ASSIGNED TASK: Print the listing below in full. Alter nothing.

DATA:
==*==

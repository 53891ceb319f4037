//! Vision-model analysis of key frames.

use std::path::Path;
use std::sync::Arc;

use async_trait::async_trait;
use serde_json::json;
use vpipe_media::{even_timestamps, MediaToolkit};
use vpipe_models::{Job, JobPayload, Stage, StrategyPayload};
use vpipe_storage::VideoRepository;

use super::{payload_mismatch, JobContext, StageHandler, StageOutput};
use crate::analysis_parser::parse_analysis;
use crate::error::{WorkerError, WorkerResult};
use crate::metrics;
use crate::pipeline::stage_def;
use crate::provider::{analysis_prompt, VisionProvider};
use crate::rate_limit::CallBudget;

pub struct AnalyzeStage {
    videos: Arc<dyn VideoRepository>,
    media: Arc<dyn MediaToolkit>,
    provider: Arc<dyn VisionProvider>,
    budget: Arc<CallBudget>,
    key_frames: u32,
}

impl AnalyzeStage {
    pub fn new(
        videos: Arc<dyn VideoRepository>,
        media: Arc<dyn MediaToolkit>,
        provider: Arc<dyn VisionProvider>,
        budget: Arc<CallBudget>,
        key_frames: u32,
    ) -> Self {
        Self {
            videos,
            media,
            provider,
            budget,
            key_frames: key_frames.max(1),
        }
    }
}

#[async_trait]
impl StageHandler for AnalyzeStage {
    fn stage(&self) -> Stage {
        Stage::Analyze
    }

    async fn handle(&self, job: &Job, ctx: &JobContext) -> WorkerResult<StageOutput> {
        let JobPayload::Analyze(payload) = &job.payload else {
            return Err(payload_mismatch(Stage::Analyze, job));
        };

        let video = self
            .videos
            .set_status(&payload.video_id, stage_def(Stage::Analyze).status)
            .await?;
        ctx.progress(10, "analysis started").await?;

        let mut partial = false;
        let analysis = match video.ai_analysis {
            Some(existing) => {
                ctx.logger()
                    .log_warning("analysis already persisted by an earlier attempt, reusing it");
                existing
            }
            None => {
                let duration = if payload.duration_secs > 0.0 {
                    payload.duration_secs
                } else {
                    video.metadata.as_ref().map(|m| m.duration).unwrap_or(0.0)
                };
                let timestamps = even_timestamps(duration, self.key_frames);
                if timestamps.is_empty() {
                    return Err(WorkerError::ai_failed(format!(
                        "cannot sample key frames from a {:.1}s video",
                        duration
                    )));
                }

                let path = Path::new(&payload.file_path);
                let frames = self
                    .media
                    .extract_frames(path, &timestamps)
                    .await
                    .map_err(|e| WorkerError::ai_failed(format!("key frame extraction: {}", e)))?;
                ctx.progress(30, &format!("{} key frames extracted", frames.len()))
                    .await?;

                self.budget.acquire().await;
                ctx.progress(40, "calling vision provider").await?;
                let prompt = analysis_prompt(frames.len(), duration);
                let response = self.provider.analyze(&frames, &prompt).await?;

                let outcome = parse_analysis(&response.text);
                partial = outcome.is_partial();
                for warning in outcome.warnings() {
                    ctx.logger().log_warning(warning);
                }

                let mut analysis = outcome.into_analysis();
                analysis.cost_usd = self.provider.estimate_cost(&response.usage);
                analysis.token_usage = response.usage;
                analysis.model = Some(response.model);
                metrics::record_ai_usage(&analysis.token_usage, analysis.cost_usd);

                self.videos
                    .save_analysis(&payload.video_id, analysis.clone())
                    .await?;
                analysis
            }
        };
        ctx.progress(70, "analysis saved").await?;

        let value = json!({
            "viral_score": analysis.viral_score,
            "content_type": analysis.content_type,
            "partial": partial,
            "cost_usd": analysis.cost_usd,
        });
        let handoff = JobPayload::Strategy(StrategyPayload {
            video_id: payload.video_id.clone(),
            user_id: payload.user_id.clone(),
            analysis,
        });
        ctx.progress(90, "handing off to strategy").await?;

        Ok(StageOutput::new(value).with_handoff(handoff))
    }
}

==*==

RESPONSE:
repository 53891ceb319f4037
//! Vision-model analysis of key frames.

use std::path::Path;
use std::sync::Arc;

use async_trait::async_trait;
use serde_json::json;
use vpipe_media::{even_timestamps, MediaToolkit};
use vpipe_models::{Job, JobPayload, Stage, StrategyPayload};
use vpipe_storage::VideoRepository;

use super::{payload_mismatch, JobContext, StageHandler, StageOutput};
use crate::analysis_parser::parse_analysis;
use crate::error::{WorkerError, WorkerResult};
use crate::metrics;
use crate::pipeline::stage_def;
use crate::provider::{analysis_prompt, VisionProvider};
use crate::rate_limit::CallBudget;

pub struct AnalyzeStage {
    videos: Arc<dyn VideoRepository>,
    media: Arc<dyn MediaToolkit>,
    provider: Arc<dyn VisionProvider>,
    budget: Arc<CallBudget>,
    key_frames: u32,
}

impl AnalyzeStage {
    pub fn new(
        videos: Arc<dyn VideoRepository>,
        media: Arc<dyn MediaToolkit>,
        provider: Arc<dyn VisionProvider>,
        budget: Arc<CallBudget>,
        key_frames: u32,
    ) -> Self {
        Self {
            videos,
            media,
            provider,
            budget,
            key_frames: key_frames.max(1),
        }
    }
}

#[async_trait]
impl StageHandler for AnalyzeStage {
    fn stage(&self) -> Stage {
        Stage::Analyze
    }

    async fn handle(&self, job: &Job, ctx: &JobContext) -> WorkerResult<StageOutput> {
        let JobPayload::Analyze(payload) = &job.payload else {
            return Err(payload_mismatch(Stage::Analyze, job));
        };

        let video = self
            .videos
            .set_status(&payload.video_id, stage_def(Stage::Analyze).status)
            .await?;
        ctx.progress(10, "analysis started").await?;

        let mut partial = false;
        let analysis = match video.ai_analysis {
            Some(existing) => {
                ctx.logger()
                    .log_warning("analysis already persisted by an earlier attempt, reusing it");
                existing
            }
            None => {
                let duration = if payload.duration_secs > 0.0 {
                    payload.duration_secs
                } else {
                    video.metadata.as_ref().map(|m| m.duration).unwrap_or(0.0)
                };
                let timestamps = even_timestamps(duration, self.key_frames);
                if timestamps.is_empty() {
                    return Err(WorkerError::ai_failed(format!(
                        "cannot sample key frames from a {:.1}s video",
                        duration
                    )));
                }

                let path = Path::new(&payload.file_path);
                let frames = self
                    .media
                    .extract_frames(path, &timestamps)
                    .await
                    .map_err(|e| WorkerError::ai_failed(format!("key frame extraction: {}", e)))?;
                ctx.progress(30, &format!("{} key frames extracted", frames.len()))
                    .await?;

                self.budget.acquire().await;
                ctx.progress(40, "calling vision provider").await?;
                let prompt = analysis_prompt(frames.len(), duration);
                let response = self.provider.analyze(&frames, &prompt).await?;

                let outcome = parse_analysis(&response.text);
                partial = outcome.is_partial();
                for warning in outcome.warnings() {
                    ctx.logger().log_warning(warning);
                }

                let mut analysis = outcome.into_analysis();
                analysis.cost_usd = self.provider.estimate_cost(&response.usage);
                analysis.token_usage = response.usage;
                analysis.model = Some(response.model);
                metrics::record_ai_usage(&analysis.token_usage, analysis.cost_usd);

                self.videos
                    .save_analysis(&payload.video_id, analysis.clone())
                    .await?;
                analysis
            }
        };
        ctx.progress(70, "analysis saved").await?;

        let value = json!({
            "viral_score": analysis.viral_score,
            "content_type": analysis.content_type,
            "partial": partial,
            "cost_usd": analysis.cost_usd,
        });
        let handoff = JobPayload::Strategy(StrategyPayload {
            video_id: payload.video_id.clone(),
            user_id: payload.user_id.clone(),
            analysis,
        });
        ctx.progress(90, "handing off to strategy").await?;

        Ok(StageOutput::new(value).with_handoff(handoff))
    }
}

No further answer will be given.